Starting with the line that contains "asset in must" and stopping after the line that contains "if guess_max <= guess_min", return each line below exactly as written, with no others.

GIVEN RECORDS below:

// Copyright 2025 PrismTerminal
//
// Licensed under the Apache License, Version 2.0 (the "License");
// you may not use this file except in compliance with the License.
// You may obtain a copy of the License at
//
//     https://www.apache.org/licenses/LICENSE-2.0
//
// Unless required by applicable law or agreed to in writing, software
// distributed under the License is distributed on an "AS IS" BASIS,
// WITHOUT WARRANTIES OR CONDITIONS OF ANY KIND, either express or implied.
// See the License for the specific language governing permissions and
// limitations under the License.

//! Trade-size approximation.
//!
//! The curve prices a PT-denominated trade, but a trader usually enters
//! the asset amount they want to spend. The asset leg is a strictly
//! increasing function of the PT size, so a bisection over the PT delta
//! recovers the trade whose quoted asset leg matches the requested
//! amount.

use scrypto::prelude::*;
use tracing::debug;

use common::structs::*;

use crate::error::MarketError;
use crate::liquidity_curve::calc_proportion;
use crate::market::calc_trade;

/// Largest share of the pool the PT reserve may reach through a single
/// trade. Beyond this the curve is too steep to price sells sanely.
pub const MAX_MARKET_PROPORTION: Decimal = dec!(0.96);

/// Search bounds and stopping rule for the bisection. `eps` is relative
/// to the requested asset amount; `guess_offchain` is an optional seed
/// (e.g. a previous quote) tried before bisecting.
#[derive(ScryptoSbor, Clone, Debug)]
pub struct ApproxParams {
    pub guess_min: Decimal,
    pub guess_max: Decimal,
    pub guess_offchain: Decimal,
    pub max_iteration: u32,
    pub eps: Decimal,
}

impl Default for ApproxParams {
    fn default() -> Self {
        Self {
            guess_min: Decimal::ZERO,
            guess_max: Decimal::ZERO,
            guess_offchain: Decimal::ZERO,
            max_iteration: 256,
            eps: dec!(0.0001),
        }
    }
}

/// Finds the PT amount bought by spending exactly `exact_asset_in`
/// (within `eps` relative tolerance, never overspending).
///
/// A guess whose quote fails with [`MarketError::NonInvertibleRate`] or
/// [`MarketError::DegenerateProportion`] is simply too large for the
/// curve and tightens the upper bound; any other failure propagates.
pub fn approx_swap_exact_asset_for_pt(
    market_state: &MarketState,
    market_compute: &MarketCompute,
    market_fee: &MarketFee,
    time_to_expiry: i64,
    exact_asset_in: Decimal,
    approx: &ApproxParams,
    ctx: &NumericContext,
) -> Result<Decimal, MarketError> {
    if exact_asset_in <= Decimal::ZERO {
        return Err(MarketError::ArithmeticError(
            "exact asset in must be positive",
        ));
    }

    let mut guess_min = approx.guess_min.max(Decimal::ZERO);
    let mut guess_max = approx.guess_max.min(market_state.total_pt);

    if guess_max <= guess_min {
        return Err(MarketError::ArithmeticError(
            "approximation bounds are empty",
        ));
    }

    let asset_in_for = |net_pt_amount: Decimal| -> Result<Option<Decimal>, MarketError> {
        match calc_trade(
            net_pt_amount,
            time_to_expiry,
            market_state,
            market_compute,
            market_fee,
            ctx,
        ) {
            // net_amount is the asset the trader pays in for this buy
            Ok(quote) => Ok(Some(quote.net_amount)),
            Err(MarketError::NonInvertibleRate(_))
            | Err(MarketError::DegenerateProportion(_)) => Ok(None),
            Err(other) => Err(other),
        }
    };

    let tolerance = exact_asset_in
        .checked_mul(approx.eps)
        .ok_or(MarketError::ArithmeticError("approximation tolerance"))?;

    let within_tolerance = |asset_in: Decimal| -> bool {
        asset_in <= exact_asset_in && exact_asset_in - asset_in <= tolerance
    };

    if approx.guess_offchain > guess_min && approx.guess_offchain < guess_max {
        if let Some(asset_in) = asset_in_for(approx.guess_offchain)? {
            if within_tolerance(asset_in) {
                return Ok(approx.guess_offchain);
            }
        }
    }

    for iteration in 0..approx.max_iteration {
        let guess = guess_min
            .checked_add(guess_max)
            .and_then(|sum| sum.checked_div(dec!(2)))
            .ok_or(MarketError::ArithmeticError("bisection midpoint"))?;

        match asset_in_for(guess)? {
            Some(asset_in) if within_tolerance(asset_in) => {
                debug!(
                    "[approx_swap_exact_asset_for_pt] Converged after {:?} iterations: {:?}",
                    iteration, guess
                );
                return Ok(guess);
            }
            Some(asset_in) if asset_in > exact_asset_in => guess_max = guess,
            Some(_) => guess_min = guess,
            // Curve rejected the guess outright: too much PT out.
            None => guess_max = guess,
        }
    }

    Err(MarketError::ApproxExhausted(approx.max_iteration))
}

/// Largest PT amount the pool accepts on a sell before the post-trade
/// proportion breaches [`MAX_MARKET_PROPORTION`]. Used as the sell-side
/// upper search bound.
pub fn calc_max_pt_in(
    market_state: &MarketState,
    _market_compute: &MarketCompute,
) -> Result<Decimal, MarketError> {
    let proportion = calc_proportion(
        dec!(0),
        market_state.total_pt,
        market_state.total_asset,
    )?;

    if proportion >= MAX_MARKET_PROPORTION {
        return Err(MarketError::MaxMarketProportionReached(proportion));
    }

    let denominator = market_state
        .total_pt
        .checked_add(market_state.total_asset)
        .ok_or(MarketError::ArithmeticError("pool size"))?;

    MAX_MARKET_PROPORTION
        .checked_mul(denominator)
        .and_then(|max_total_pt| max_total_pt.checked_sub(market_state.total_pt))
        .ok_or(MarketError::ArithmeticError("max pt in"))
}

End of GIVEN RECORDS.

▸ **ANSWER TO THIS TASK**
            "exact asset in must be positive",
        ));
    }

    let mut guess_min = approx.guess_min.max(Decimal::ZERO);
    let mut guess_max = approx.guess_max.min(market_state.total_pt);

    if guess_max <= guess_min {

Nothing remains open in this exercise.